Books
Fiction: Still reading "Rainbow Six", Tom Clancy. I didn't take it away with me at the weekend so not made much progress, tho I have got sucked into the story finally (again mostly waiting to find out how the biowarfare plot pans out, the anti-terrorism one is still quite dull).
Read all of "Dark State" Charles Stross - the second book in the current (second) Merchant Princes trilogy. These started off looking like portal fantasy in the very first book but are really multiverse/portal SF/alt-history. I enjoy these :)

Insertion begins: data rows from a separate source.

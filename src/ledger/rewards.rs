//! Reward claim ledger. Claims are rows in `reward_claims` with a unique
//! `(telegram_id, title_name)` constraint, so claiming is a single insert
//! under the user row lock and a duplicate claim surfaces as a unique
//! violation rather than a race.

use crate::db::{DbError, PgPool};
use crate::ledger::accounts::{ensure_account_on, lock_account, AccountIdentity};
use crate::ledger::titles::{self, TitleTier};
use crate::models::NewRewardClaim;
use crate::schema::reward_claims;
use diesel::prelude::*;
use diesel::result::{DatabaseErrorKind, Error as DieselError};
use diesel::PgConnection;

#[derive(Debug, PartialEq, Eq)]
pub enum ClaimOutcome {
    Claimed { title: &'static TitleTier },
    /// No reward-bearing tier has this name.
    UnknownTitle,
    NotEnoughPoints { required: i32, current: i32 },
    AlreadyClaimed,
}

/// What `claim_reward` reports when called without a tier name.
#[derive(Debug)]
pub struct RewardSummary {
    pub total_points: i32,
    pub current_title: &'static TitleTier,
    pub available: Vec<&'static TitleTier>,
    /// The nearest unreached reward tier and the points still missing.
    pub next_reward: Option<(&'static TitleTier, i32)>,
}

pub fn available_rewards(
    pool: &PgPool,
    identity: &AccountIdentity,
) -> Result<RewardSummary, DbError> {
    let conn = &mut pool.get()?;
    let user = ensure_account_on(conn, identity)?;
    let claimed = claimed_titles(conn, user.telegram_id)?;
    Ok(summarize(user.total_points, &claimed))
}

pub fn claim_reward(
    pool: &PgPool,
    identity: &AccountIdentity,
    title_name: &str,
) -> Result<ClaimOutcome, DbError> {
    let Some(title) = titles::find_reward_tier(title_name.trim()) else {
        return Ok(ClaimOutcome::UnknownTitle);
    };

    let conn = &mut pool.get()?;
    conn.transaction(|conn| {
        ensure_account_on(conn, identity)?;
        let user = lock_account(conn, identity.telegram_id)?;

        if user.total_points < title.min_points {
            return Ok(ClaimOutcome::NotEnoughPoints {
                required: title.min_points,
                current: user.total_points,
            });
        }

        let inserted = conn.transaction(|conn| {
            diesel::insert_into(reward_claims::table)
                .values(&NewRewardClaim {
                    telegram_id: identity.telegram_id,
                    title_name: title.name,
                })
                .execute(conn)
        });
        match inserted {
            Ok(_) => {
                tracing::info!(
                    telegram_id = identity.telegram_id,
                    title = title.name,
                    "reward claimed"
                );
                Ok(ClaimOutcome::Claimed { title })
            }
            Err(DieselError::DatabaseError(DatabaseErrorKind::UniqueViolation, _)) => {
                Ok(ClaimOutcome::AlreadyClaimed)
            }
            Err(e) => Err(e.into()),
        }
    })
}

pub(crate) fn claimed_titles(
    conn: &mut PgConnection,
    telegram_id: i64,
) -> Result<Vec<String>, DbError> {
    Ok(reward_claims::table
        .filter(reward_claims::telegram_id.eq(telegram_id))
        .select(reward_claims::title_name)
        .load(conn)?)
}

pub(crate) fn summarize(total_points: i32, claimed: &[String]) -> RewardSummary {
    let available: Vec<&'static TitleTier> = titles::TITLES
        .iter()
        .filter(|t| {
            t.reward.is_some()
                && total_points >= t.min_points
                && !claimed.iter().any(|c| c == t.name)
        })
        .collect();

    let next_reward = titles::TITLES
        .iter()
        .find(|t| t.reward.is_some() && t.min_points > total_points)
        .map(|t| (t, t.min_points - total_points));

    RewardSummary {
        total_points,
        current_title: titles::title_for_points(total_points),
        available,
        next_reward,
    }
}

#[cfg(test)]
mod tests {
    use super::*;

    #[test]
    fn test_summary_lists_reached_unclaimed_reward_tiers() {
        let summary = summarize(1200, &[]);
        let names: Vec<&str> = summary.available.iter().map(|t| t.name).collect();
        assert_eq!(names, vec!["Bookworm", "Scholar"]);
        assert_eq!(summary.current_title.name, "Scholar");
    }

    #[test]
    fn test_summary_excludes_already_claimed() {
        let summary = summarize(1200, &["Bookworm".to_string()]);
        let names: Vec<&str> = summary.available.iter().map(|t| t.name).collect();
        assert_eq!(names, vec!["Scholar"]);
    }

    #[test]
    fn test_summary_reports_next_reward_distance() {
        let summary = summarize(250, &[]);
        assert!(summary.available.is_empty());
        let (next, needed) = summary.next_reward.unwrap();
        assert_eq!(next.name, "Bookworm");
        assert_eq!(needed, 50);
    }

    #[test]
    fn test_summary_skips_rewardless_tiers_for_next() {
        // 1500 ("Sage") carries no reward; from 1200 the next reward tier
        // is "Philosopher".
        let (next, _) = summarize(1200, &[]).next_reward.unwrap();
        assert_eq!(next.name, "Philosopher");
    }

    #[test]
    fn test_summary_at_top_tier_has_no_next() {
        let summary = summarize(10000, &[]);
        assert!(summary.next_reward.is_none());
    }
}
use anyhow::Context;
use dotenv::dotenv;
use maktaba::bots::digest_bot::{BotConfig, BotService};
use maktaba::config::AppConfig;
use maktaba::db::{create_pool, run_migrations};
use maktaba::http_server::run_http_server;
use tokio::task;
use tracing_subscriber::EnvFilter;

#[tokio::main]
async fn main() -> anyhow::Result<()> {
    dotenv().ok();
    tracing_subscriber::fmt()
        .with_env_filter(
            EnvFilter::try_from_default_env().unwrap_or_else(|_| EnvFilter::new("info")),
        )
        .init();

    let config = AppConfig::from_env().context("Invalid configuration")?;
    let pool = create_pool(&config.database_url).context("Failed to create database pool")?;
    run_migrations(&pool).context("Failed to run migrations")?;

    let bot = BotService::new(
        BotConfig {
            token: config.bot_token.clone(),
            admin_chat_id: config.admin_chat_id,
            admin_notifications: config.is_admin_logs_active(),
            ledger: config.ledger.clone(),
        },
        pool.clone(),
    );
    task::spawn(bot.run_bot());

    run_http_server(pool, config.port)
        .await
        .context("Http server error")?;

    Ok(())
}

Read all of "An Ancient Peace" Tanya Huff - this is the start of a new series continuing on from the Valour series. Mil SF, although as our main characters are now mostly retired from active service I guess it's ex-Mil SF or Vet SF. I also enjoy these (tho in a completely different way to the Stross ones).
Non-fiction: Finished "1177BC: The Year Civilization Collapsed", Eric H. Cline. He spends the last full chapter exploring the possible causes of the Bronze Age collapse, and the Epilogue thinking about whether collapse is an accurate description. The take home message is that there's definitely a change in how society/civilisation is organised around that time and that 1177 BCE is a convenient date to use as shorthand (in the same way that the fall of Rome in 476 BCE is a convenient date for the end of the Western Roman Empire). The causes of that change aren't clear and aren't simple - he thinks the best answer is that the very interconnectedness of the world at the time was part of the problem. As a variety of problems (earthquakes, drought, internal revolts, external threats) hit a variety of places semi-simultaneously the destabilisation of one piece of the network in turn destabilised the rest.
Started "The Great War for Civilisation: The Conquest of the Middle East", Robert Fisk - from instability in the Middle east 3000 years ago to instability in the Middle East in my lifetime. I've not read very much of it yet, but so far it seems part memoir, part modern history book. Goes quite well with the Jeremy Bowen podcast series we listened to last year.
Hidden Meanings: 7.59.4-8 - finishing up longevity motifs.
Listening
Podcasts: 188-192 of China History Podcast - finishing up the 9 part Chinese philosophy overview.
Music: While running I listened to Texas "White on Blonde", Little Boots "Hands", The Bangles "Everlasting Flame", Imagined Village "Imagined Village", Emily Portman "The Glamoury", Florence + The Machine "Lungs", LCD Soundsystem "LCD Soundsystem", Maxïmo Park "A Certain Trigger", Simon & Garfunkel "Bridge Over Troubled Water" and Paul Simon "Graceland". I also ran 38 miles this week.
Watching
ep 9 of The Vietnam War - it continues to be depressing & appalling; and to remind one of how little has really changed.
ep 2 of Civilisations - Mary Beard looking at sculpture that depicts the human body, and how our inherited cultural perception of the Greeks as having made the "best" human sculptures affects how we perceive other art.
ep 2 of Tones, Drones & Arpeggios - I seem to've forgotten to write about the first episode last week, this was a 2 part series looking at the Minimalism movement in Classical Music. Ep 1 covered La Monte Young and Terry Riley, ep 2 covered Philip Glass & Steve Reich. An interesting (and watchable) series despite the music itself leaving me cold (it's all terribly clever but I like music with tunes).
ep 1 of Immortal Egypt with Joann Fletcher - we've seen this before but decided to watch it again as we'd be recording it in HD this time. It's a sweep through Egyptian history, and is one of Fletcher's better series (I don't always like her stuff).